The effect of the hybrids on cell viability was assessed using the Sulforhodamine B (SRB) colorimetric technique. Before the monolayer reached 100% confluence, the cell density was adjusted to 10,000 cells/well in 96-well tissue culture plates, which had previously been standardized to guarantee the cells’ exponential phase during the experiment. Following this, the cells were incubated for a full day before being treated every day for the next 24 to 48 h with progressively higher concentrations (0.6 to 40 µM) of the various compounds. We used different controls in this investigation in addition to the hybrid molecules. The first one (vehicle control) established the baseline for the tests by solubilizing the chemicals in DMSO (0.5%). Furthermore, we employed the parental compound (melatonin) and the reference drug (5-FU). The ideal parameters were 5% CO2 and 37 °C. After each treatment, culture plates were left at 4 °C for one hour with 50% v/v of cold trichloroacetic acid (MERCK), to fix the cells. Next, the cell protein content was stained using 0.4% (w/v) SRB (Sigma-Aldrich, St. Louis, MO, USA). Five washes using 1% acetic acid were employed to remove any unbound SRB. Before solubilizing in 10 mM Tris-base and measuring the absorbance at 492 nm using a Mindray MR-96A microplate reader, protein-bound SRB was allowed to air dry. Each experiment was conducted thrice [65, 66].

Statistical analysis

The experimental design included at least three repetitions for each measurement. The information was displayed as mean ± SE, or standard error. Following the two-way ANOVA statistical analysis, Tukey’s test was conducted. Values of p < 0.05 were considered significant. GraphPad Prism version 8.0.1 for (Graph Pad Software, San Diego, CA, USA) was used to analyze the data.

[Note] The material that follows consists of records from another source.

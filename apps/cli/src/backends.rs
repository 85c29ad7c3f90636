//! Subprocess adapters for the external toolchain.
//!
//! The detector backend shells out to the ultralytics `yolo` CLI and the
//! upload backend to the `dagshub` CLI. Both block until the child exits
//! and map a non-zero status to the corresponding error variant.

use kiln_data::{DataError, DataResult, DatasetRegistry};
use kiln_inference::{InferenceError, InferenceResult, PredictOptions, Predictor};
use kiln_training::{ToolArgs, Trainer, TrainingError, TrainingResult};
use std::path::{Path, PathBuf};
use std::process::Command;

/// Detector backend invoking the `yolo` command-line tool.
#[derive(Debug, Clone)]
pub struct YoloCli {
    program: String,
    task: String,
}

impl YoloCli {
    #[must_use]
    pub fn new() -> Self {
        Self { program: "yolo".to_string(), task: "detect".to_string() }
    }

    fn command(&self, mode: &str) -> Command {
        let mut cmd = Command::new(&self.program);
        cmd.arg(&self.task).arg(mode);
        cmd
    }

    fn run(&self, mut cmd: Command) -> std::io::Result<std::process::ExitStatus> {
        tracing::debug!(command = ?cmd, "invoking external toolchain");
        cmd.status()
    }
}

impl Default for YoloCli {
    fn default() -> Self {
        Self::new()
    }
}

impl Trainer for YoloCli {
    fn id(&self) -> &'static str {
        "yolo-cli"
    }

    fn train(
        &self,
        data: &Path,
        output_dir: &Path,
        run_name: &str,
        args: &ToolArgs,
    ) -> TrainingResult<()> {
        let mut cmd = self.command("train");
        cmd.arg(format!("data={}", data.display()))
            .arg(format!("project={}", output_dir.display()))
            .arg(format!("name={run_name}"));
        for (key, value) in args {
            cmd.arg(format!("{key}={value}"));
        }

        let status = self
            .run(cmd)
            .map_err(|e| TrainingError::Trainer(format!("failed to launch {}: {e}", self.program)))?;
        if !status.success() {
            return Err(TrainingError::Trainer(format!("{} exited with {status}", self.program)));
        }
        Ok(())
    }
}

impl Predictor for YoloCli {
    fn id(&self) -> &'static str {
        "yolo-cli"
    }

    fn predict(&self, source: &Path, options: &PredictOptions) -> InferenceResult<()> {
        let mut cmd = self.command("predict");
        cmd.arg(format!("model={}", options.weights.display()))
            .arg(format!("source={}", source.display()))
            .arg(format!("save={}", options.save));
        if let Some(project) = &options.project {
            cmd.arg(format!("project={}", project.display()));
        }
        if let Some(name) = &options.name {
            cmd.arg(format!("name={name}"));
        }
        if options.exist_ok {
            cmd.arg("exist_ok=True");
        }
        for (key, value) in &options.args {
            cmd.arg(format!("{key}={value}"));
        }

        let status = self
            .run(cmd)
            .map_err(|e| InferenceError::Predictor(format!("failed to launch {}: {e}", self.program)))?;
        if !status.success() {
            return Err(InferenceError::Predictor(format!(
                "{} exited with {status}",
                self.program
            )));
        }
        Ok(())
    }

    fn scratch_root(&self) -> PathBuf {
        PathBuf::from("runs").join(&self.task)
    }
}

/// Upload backend invoking the `dagshub` command-line tool.
#[derive(Debug, Clone)]
pub struct DagshubCli {
    program: String,
}

impl DagshubCli {
    #[must_use]
    pub fn new() -> Self {
        Self { program: "dagshub".to_string() }
    }

    fn run(&self, args: &[&str]) -> DataResult<()> {
        let mut cmd = Command::new(&self.program);
        cmd.args(args);
        tracing::debug!(command = ?cmd, "invoking upload service");
        let status = cmd
            .status()
            .map_err(|e| DataError::Registry(format!("failed to launch {}: {e}", self.program)))?;
        if !status.success() {
            return Err(DataError::Registry(format!("{} exited with {status}", self.program)));
        }
        Ok(())
    }
}

impl Default for DagshubCli {
    fn default() -> Self {
        Self::new()
    }
}

impl DatasetRegistry for DagshubCli {
    fn create_datasource(&self, repo: &str, name: &str, local_path: &Path) -> DataResult<()> {
        self.run(&["datasource", "create", "path", repo, name, &local_path.to_string_lossy()])
    }

    fn upload_files(&self, repo: &str, local_path: &Path) -> DataResult<()> {
        let path = local_path.to_string_lossy();
        self.run(&["upload", repo, &path, &path])
    }
}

Theoretical ADME-tox screening

The most promising hybrids 1i (3,4-dimethoxy) and 1j (3,5-dimethoxy) were screened for their ADME-tox profile using the opensource cheminformatics toolkits SwissADME [67]. For 1i and 1j, eleven biopharmaceutical relevant properties were accessed: Topographical polar surface area (TPSA), MW and rotatable bonds, logPo/w, the number of H-donors/H-acceptors, the fraction of sp3 carbon atoms, and the number of aromatic/heteroaromatic rings. Finally, SwissADME was also used for investigating substructural alerts to identify pan-assay interference compounds (PAINS). Note that, these important biopharmaceutical parameters govern oral exposure, as well as permeability, absorption, motion and action of potential drug candidates. Further, we explored the toxicological profile for 1i and 1j using eight in silico freeware platforms such as SwissADME [67], OSIRIS [68], T.E.S.T Version 5.1.2 [69], ProTox-II [70], Pred-Herg [71], pkCSM [72], ToxTree [73], and ADMET-SAR [74].

Supporting information

Supplementary material provides copy of the NMR spectra (1H-NMR and 13C-NMR) and ESI-HRMS of quinazolinone-MLT conjugates 1a–l.